Ipsen – Analyst and Investor conference call and webcast (in English)

Ipsen will host a conference call on Friday 29 August 2008 at 1.00 p.m. (Paris time). A live webcast will be available at www.ipsen.com. The webcast will be archived on the Ipsen website for 3 months following the live call. Callers should dial in approximately 5 to 10 minutes prior to the start of the call. No reservation is necessary to participate in the call. The telephone numbers to join the conference call are, from France and Europe: + 33 (0) 1 70 99 43 01 and from the United States: +1 718 354 1387. No access code is necessary.

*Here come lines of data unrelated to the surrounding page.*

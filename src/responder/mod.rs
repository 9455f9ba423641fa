//! Rule-based responder.
//!
//! Every message goes through the same fixed pipeline:
//! 1. crisis detection on the raw text (short-circuits everything else)
//! 2. normalization (lowercase + trim)
//! 3. the keyword cascade in [`rules`]
//! 4. template rendering, with random picks drawn from the supplied RNG
//!
//! Nothing is stored between calls, and message text never reaches the logs.

pub mod crisis;
pub mod rules;
pub mod templates;
pub mod types;

pub use crisis::build_crisis_reply;
pub use rules::{Fragment, KeywordRule, ReplyTemplate, RuleSet, choose};
pub use types::{Category, ReplyResult};

use rand::Rng;
use tracing::debug;

use crate::safety::{CrisisDetector, HOTLINES, HotlineEntry};

/// Crisis detector, keyword cascade and hotline table bundled together.
/// Built once at startup and shared read-only across requests.
#[derive(Debug, Clone)]
pub struct Responder {
    detector: CrisisDetector,
    rules: RuleSet,
    hotlines: &'static [HotlineEntry],
}

impl Responder {
    pub fn new(detector: CrisisDetector, rules: RuleSet) -> Self {
        Self {
            detector,
            rules,
            hotlines: HOTLINES,
        }
    }

    /// Reply using the thread-local RNG.
    pub fn respond(&self, message: &str) -> ReplyResult {
        self.respond_with(message, &mut rand::thread_rng())
    }

    /// Reply drawing template choices from `rng`.
    pub fn respond_with<R: Rng + ?Sized>(&self, message: &str, rng: &mut R) -> ReplyResult {
        if self.detector.is_crisis(message) {
            debug!(crisis = true, len = message.len(), "Crisis reply");
            return ReplyResult::crisis(build_crisis_reply(self.hotlines));
        }

        let rule = self.rules.evaluate(&normalize(message));
        debug!(
            category = %rule.category,
            crisis = false,
            len = message.len(),
            "Supportive reply"
        );
        ReplyResult::supportive(rule.template.render(rng))
    }

    /// Category the cascade assigns to `message`, or `None` for crisis text.
    pub fn classify(&self, message: &str) -> Option<Category> {
        if self.detector.is_crisis(message) {
            return None;
        }
        Some(self.rules.classify(&normalize(message)))
    }
}

impl Default for Responder {
    fn default() -> Self {
        Self::new(CrisisDetector::new(), RuleSet::default_rules())
    }
}

fn normalize(message: &str) -> String {
    message.to_lowercase().trim().to_string()
}
//! MindMate — a supportive chat responder and an LLM pass-through, served over HTTP.

pub mod api;
pub mod config;
pub mod error;
pub mod llm;
pub mod responder;
pub mod safety;

/// Install the `tracing` subscriber used by both binaries.
///
/// Honors `RUST_LOG`; defaults to `info`.
pub fn init_logging() {
    tracing_subscriber::fmt()
        .with_env_filter(
            tracing_subscriber::EnvFilter::try_from_default_env()
                .unwrap_or_else(|_| tracing_subscriber::EnvFilter::new("info")),
        )
        .with_target(false)
        .init();
}
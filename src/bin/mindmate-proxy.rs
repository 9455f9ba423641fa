use std::sync::Arc;

use mindmate::api::{self, ProxyState, proxy_routes};
use mindmate::config::{ProxyConfig, ServerConfig};
use mindmate::error::Result;
use mindmate::llm::{TherapistProxy, create_provider};

#[tokio::main]
async fn main() -> std::result::Result<(), Box<dyn std::error::Error>> {
    dotenvy::dotenv().ok();
    mindmate::init_logging();

    run().await?;
    Ok(())
}

async fn run() -> Result<()> {
    let server_config = ServerConfig::from_env()?;
    let proxy_config = ProxyConfig::from_env();

    eprintln!("🌱 MindMate proxy v{}", env!("CARGO_PKG_VERSION"));
    eprintln!("   Model: {}", proxy_config.model);
    eprintln!("   Upstream: {}", proxy_config.base_url);
    eprintln!("   Chat API: http://{}/chat\n", server_config.bind_addr());

    let llm = create_provider(&proxy_config)?;
    let proxy = TherapistProxy::new(llm).with_system_prompt(proxy_config.system_prompt);

    let app = proxy_routes(ProxyState {
        proxy: Arc::new(proxy),
    });
    api::serve(app, &server_config, "mindmate-proxy").await
}
//! Responder types — the reply shape and the category set.

use std::fmt;

use serde::{Deserialize, Serialize};

/// Outcome of classifying one message.
#[derive(Debug, Clone, PartialEq, Eq, Serialize, Deserialize)]
pub struct ReplyResult {
    pub reply: String,
    pub crisis: bool,
}

impl ReplyResult {
    /// A non-crisis reply.
    pub fn supportive(reply: impl Into<String>) -> Self {
        Self {
            reply: reply.into(),
            crisis: false,
        }
    }

    /// A crisis-resources reply.
    pub fn crisis(reply: impl Into<String>) -> Self {
        Self {
            reply: reply.into(),
            crisis: true,
        }
    }
}

/// Categories of the keyword cascade, in evaluation order.
#[derive(Debug, Clone, Copy, PartialEq, Eq, Hash, Serialize, Deserialize)]
#[serde(rename_all = "snake_case")]
pub enum Category {
    Greeting,
    LowMood,
    Anxiety,
    Loneliness,
    Sleep,
    Farewell,
    HelpRequest,
    /// Fallback when no keyword matches.
    Reflective,
}

impl Category {
    pub fn as_str(&self) -> &'static str {
        match self {
            Self::Greeting => "greeting",
            Self::LowMood => "low_mood",
            Self::Anxiety => "anxiety",
            Self::Loneliness => "loneliness",
            Self::Sleep => "sleep",
            Self::Farewell => "farewell",
            Self::HelpRequest => "help_request",
            Self::Reflective => "reflective",
        }
    }
}

impl fmt::Display for Category {
    fn fmt(&self, f: &mut fmt::Formatter<'_>) -> fmt::Result {
        f.write_str(self.as_str())
    }
}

A replay will be available soon after the live call. The telephone numbers to access the replay are, from France and Europe: +33(0)1 71 23 02 48 and from the United States: +1 718 354 1112. The access code is 8871644#. The replay will be available for one week following the live call.

About Ipsen

Ipsen is an innovation–driven international specialty pharmaceutical group with over 20 products on the market and a total worldwide staff of nearly 4,000. Its development strategy is based on a combination of specialty products, which are growth drivers, in targeted therapeutic areas (oncology, endocrinology and neuromuscular disorders), and primary care products which contribute significantly to its research financing. The location of its four Research & Development centres (Paris, Boston, Barcelona, London) and its peptide and protein engineering platform give the Group a competitive edge in gaining access to leading university research teams and highly qualified personnel. More than 700 people in R&D are dedicated to the discovery and development of innovative drugs for patient care. This strategy is also supported by an active policy of partnerships. In 2007, Research and Development expenditure was about 185 million, in excess of 20% of consolidated sales, which amounted to 920.5 million while total revenues amounted to 993.8 million. Ipsen´s shares are traded on Segment A of Euronext Paris (stock code: IPN, ISIN code: FR0010259150). Ipsen´s shares are eligible to the "Service de Règlement Différé" ("SRD") and the Group is part of the SBF 120 index. For more information on Ipsen, visit our website at www.ipsen.com

Forward–looking statements

The forward–looking statements, objectives and targets contained herein are based on the Group´s management strategy, current views and assumptions. Such statements involve known and unknown risks and uncertainties that may cause actual results, performance or events to differ materially from those anticipated herein. Moreover, the targets described in this document were prepared without taking into account external growth assumptions, as announced on June 5, 2008 and potential future acquisitions, which may alter these parameters. These objectives are based on data and assumptions regarded as reasonable by the Group. These targets depend on conditions or facts likely to happen in the future, and not exclusively on historical data. Actual results may depart significantly from these targets given the occurrence of certain risks and uncertainties. The Group does not commit nor gives any guarantee that it will meet the targets mentioned above. Furthermore, the Research and Development process involves several stages at each of which there is a substantial risk that the Group will fail to achieve its objectives and be forced to abandon its efforts in respect of a product in which it has invested significant sums. Therefore, the Group cannot be certain that favourable results obtained during pre–clinical trials will be confirmed subsequently during clinical trials, or that the results of clinical trials will be sufficient to demonstrate the safe and effective nature of the product concerned. The Group expressly disclaims any obligation or undertaking to update or revise any forward looking statements, targets or estimates contained in this press release to reflect any change in events, conditions, assumptions or circumstances on which any such statements are based, unless so required by applicable law. The Group´s business is subject to the risk factors outlined in its registration documents filed with the French Autorité des Marchés Financiers.

APPENDIX

Risk factors

The Group carries on business in an environment which is undergoing rapid change and exposes its operations to a number of risks, some of which are outside its control. The risks and uncertainties set out below are not exhaustive and the reader is advised to refer to Ipsen´s 2007 Registration Document available on its website (www.ipsen.com).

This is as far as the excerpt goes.